PME-NA 2009 Atlanta: Plenary plus Additional Resources

What does it mean for mathematics tests to be insensitive to instruction? There are at least two senses to this title that these materials engage. One is an account of a set of data-driven analyses showing not just the specifics of what we mean when we say high stakes mathematics tests are insensitive to instruction, but also the outlines of our proposal for how this instructional insensitivity emerges in relation to current psychometric practice. The second meaning relates how our psychologies (plural) of mathematics education stand in relation to mainstream educational psychologies having their roots extending back to Francis Galton, and that continue to center on analyses of intelligent, knowing-related, behaviors into some variant of general reasoning ability (“g”) and specific factors or skills (“s”).

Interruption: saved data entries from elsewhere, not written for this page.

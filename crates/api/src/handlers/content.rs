//! Handlers for success stories and testimonials.
//!
//! Public reads return published rows only; the admin handlers see and edit
//! everything.

use alms_core::error::CoreError;
use alms_core::storage::{normalize_object_path, BUCKET_STORY_IMAGES};
use alms_core::types::DbId;
use alms_db::models::content::{
    CreateSuccessStory, CreateTestimonial, SuccessStory, Testimonial, UpdateSuccessStory,
    UpdateTestimonial,
};
use alms_db::repositories::{StoryRepo, TestimonialRepo};
use axum::extract::{Path, State};
use axum::http::StatusCode;
use axum::Json;

use crate::error::{AppError, AppResult};
use crate::middleware::rbac::RequireAdmin;
use crate::response::DataResponse;
use crate::state::AppState;

// ---------------------------------------------------------------------------
// Success stories
// ---------------------------------------------------------------------------

/// GET /api/v1/stories
pub async fn list_stories(
    State(state): State<AppState>,
) -> AppResult<Json<DataResponse<Vec<SuccessStory>>>> {
    let stories = StoryRepo::list(&state.pool, true).await?;
    Ok(Json(DataResponse { data: stories }))
}

/// GET /api/v1/admin/stories
pub async fn admin_list_stories(
    State(state): State<AppState>,
    RequireAdmin(_admin): RequireAdmin,
) -> AppResult<Json<DataResponse<Vec<SuccessStory>>>> {
    let stories = StoryRepo::list(&state.pool, false).await?;
    Ok(Json(DataResponse { data: stories }))
}

/// POST /api/v1/admin/stories
pub async fn create_story(
    State(state): State<AppState>,
    RequireAdmin(_admin): RequireAdmin,
    Json(mut input): Json<CreateSuccessStory>,
) -> AppResult<(StatusCode, Json<DataResponse<SuccessStory>>)> {
    require_text("title", &input.title)?;
    require_text("body", &input.body)?;
    input.image_path = story_image(input.image_path.as_deref())?;

    let story = StoryRepo::create(&state.pool, &input).await?;
    Ok((StatusCode::CREATED, Json(DataResponse { data: story })))
}

/// PUT /api/v1/admin/stories/{id}
pub async fn update_story(
    State(state): State<AppState>,
    RequireAdmin(_admin): RequireAdmin,
    Path(id): Path<DbId>,
    Json(mut input): Json<UpdateSuccessStory>,
) -> AppResult<Json<DataResponse<SuccessStory>>> {
    input.image_path = story_image(input.image_path.as_deref())?;

    let story = StoryRepo::update(&state.pool, id, &input)
        .await?
        .ok_or(AppError::Core(CoreError::NotFound {
            entity: "SuccessStory",
            id,
        }))?;
    Ok(Json(DataResponse { data: story }))
}

/// DELETE /api/v1/admin/stories/{id}
pub async fn delete_story(
    State(state): State<AppState>,
    RequireAdmin(_admin): RequireAdmin,
    Path(id): Path<DbId>,
) -> AppResult<StatusCode> {
    if !StoryRepo::delete(&state.pool, id).await? {
        return Err(AppError::Core(CoreError::NotFound {
            entity: "SuccessStory",
            id,
        }));
    }
    Ok(StatusCode::NO_CONTENT)
}

// ---------------------------------------------------------------------------
// Testimonials
// ---------------------------------------------------------------------------

/// GET /api/v1/testimonials
pub async fn list_testimonials(
    State(state): State<AppState>,
) -> AppResult<Json<DataResponse<Vec<Testimonial>>>> {
    let testimonials = TestimonialRepo::list(&state.pool, true).await?;
    Ok(Json(DataResponse { data: testimonials }))
}

/// GET /api/v1/admin/testimonials
pub async fn admin_list_testimonials(
    State(state): State<AppState>,
    RequireAdmin(_admin): RequireAdmin,
) -> AppResult<Json<DataResponse<Vec<Testimonial>>>> {
    let testimonials = TestimonialRepo::list(&state.pool, false).await?;
    Ok(Json(DataResponse { data: testimonials }))
}

/// POST /api/v1/admin/testimonials
pub async fn create_testimonial(
    State(state): State<AppState>,
    RequireAdmin(_admin): RequireAdmin,
    Json(input): Json<CreateTestimonial>,
) -> AppResult<(StatusCode, Json<DataResponse<Testimonial>>)> {
    require_text("author_name", &input.author_name)?;
    require_text("quote", &input.quote)?;

    let testimonial = TestimonialRepo::create(&state.pool, &input).await?;
    Ok((StatusCode::CREATED, Json(DataResponse { data: testimonial })))
}

/// PUT /api/v1/admin/testimonials/{id}
pub async fn update_testimonial(
    State(state): State<AppState>,
    RequireAdmin(_admin): RequireAdmin,
    Path(id): Path<DbId>,
    Json(input): Json<UpdateTestimonial>,
) -> AppResult<Json<DataResponse<Testimonial>>> {
    let testimonial = TestimonialRepo::update(&state.pool, id, &input)
        .await?
        .ok_or(AppError::Core(CoreError::NotFound {
            entity: "Testimonial",
            id,
        }))?;
    Ok(Json(DataResponse { data: testimonial }))
}

/// DELETE /api/v1/admin/testimonials/{id}
pub async fn delete_testimonial(
    State(state): State<AppState>,
    RequireAdmin(_admin): RequireAdmin,
    Path(id): Path<DbId>,
) -> AppResult<StatusCode> {
    if !TestimonialRepo::delete(&state.pool, id).await? {
        return Err(AppError::Core(CoreError::NotFound {
            entity: "Testimonial",
            id,
        }));
    }
    Ok(StatusCode::NO_CONTENT)
}

fn require_text(field: &str, value: &str) -> AppResult<()> {
    if value.trim().is_empty() {
        return Err(AppError::Core(CoreError::Validation(format!(
            "{field}: must not be empty"
        ))));
    }
    Ok(())
}

fn story_image(path: Option<&str>) -> AppResult<Option<String>> {
    path.map(|p| normalize_object_path(BUCKET_STORY_IMAGES, p))
        .transpose()
        .map_err(AppError::from)
}
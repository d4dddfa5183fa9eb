//! HTTP stack: routes plus the layers every request passes through.

use std::time::Duration;

use axum::body::Body;
use axum::extract::DefaultBodyLimit;
use axum::http::header::{AUTHORIZATION, CONTENT_TYPE};
use axum::http::{HeaderName, HeaderValue, Method, Request, StatusCode};
use axum::Router;
use tower_http::catch_panic::CatchPanicLayer;
use tower_http::cors::CorsLayer;
use tower_http::request_id::{MakeRequestUuid, PropagateRequestIdLayer, SetRequestIdLayer};
use tower_http::timeout::TimeoutLayer;
use tower_http::trace::{DefaultOnResponse, TraceLayer};
use tracing::Level;

use crate::config::ServerConfig;
use crate::routes;
use crate::state::AppState;

const REQUEST_ID_HEADER: &str = "x-request-id";

/// Largest JSON body accepted. Files never pass through the API; clients
/// upload straight to storage with signed URLs.
pub const MAX_BODY_BYTES: usize = 256 * 1024;

/// Build the application router. `main.rs` and the integration tests both
/// call this, so tests see the production layers.
///
/// Outermost first: CORS, request id assignment, tracing, request id echo,
/// timeout, panic recovery, body limit.
pub fn build_app_router(state: AppState, config: &ServerConfig) -> Router {
    let request_id = HeaderName::from_static(REQUEST_ID_HEADER);

    Router::new()
        .merge(routes::health::router())
        .nest("/api/v1", routes::api_routes())
        .layer(DefaultBodyLimit::max(MAX_BODY_BYTES))
        .layer(CatchPanicLayer::new())
        .layer(TimeoutLayer::with_status_code(
            StatusCode::REQUEST_TIMEOUT,
            Duration::from_secs(config.request_timeout_secs),
        ))
        .layer(PropagateRequestIdLayer::new(request_id.clone()))
        .layer(
            TraceLayer::new_for_http()
                .make_span_with(request_span)
                .on_response(DefaultOnResponse::new().level(Level::INFO)),
        )
        .layer(SetRequestIdLayer::new(request_id, MakeRequestUuid))
        .layer(cors_layer(config))
        .with_state(state)
}

/// Span per request, tagged with the id set by [`SetRequestIdLayer`] so log
/// lines can be matched to the `x-request-id` a client reports.
fn request_span(request: &Request<Body>) -> tracing::Span {
    let request_id = request
        .headers()
        .get(REQUEST_ID_HEADER)
        .and_then(|v| v.to_str().ok())
        .unwrap_or("-");
    tracing::info_span!(
        "http",
        method = %request.method(),
        path = %request.uri().path(),
        request_id,
    )
}

/// CORS for the site's own origins.
///
/// # Panics
///
/// Panics at startup on an origin that is not a valid header value.
pub fn cors_layer(config: &ServerConfig) -> CorsLayer {
    let origins: Vec<HeaderValue> = config
        .cors_origins
        .iter()
        .map(|o| {
            o.parse()
                .unwrap_or_else(|e| panic!("Invalid CORS origin '{o}': {e}"))
        })
        .collect();

    CorsLayer::new()
        .allow_origin(origins)
        .allow_methods([Method::GET, Method::POST, Method::PUT, Method::DELETE])
        .allow_headers([CONTENT_TYPE, AUTHORIZATION])
        .expose_headers([HeaderName::from_static(REQUEST_ID_HEADER)])
        .allow_credentials(true)
        .max_age(Duration::from_secs(3600))
}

What it Means for Mathematics Tests to be Insensitive to Instruction

Presenter: Walter M. Stroup


Questions to Ask | Hearing | Ed Week | Apologists | Paper | TAKS Graph | Pham Thesis | Alternative Items |Feedback Form | LInks | Copyright

Note: This web page was originally intended to be used to make the plenary address widely available. Additional information and links have been added since this time, but the structure of the page still reflects its original intent.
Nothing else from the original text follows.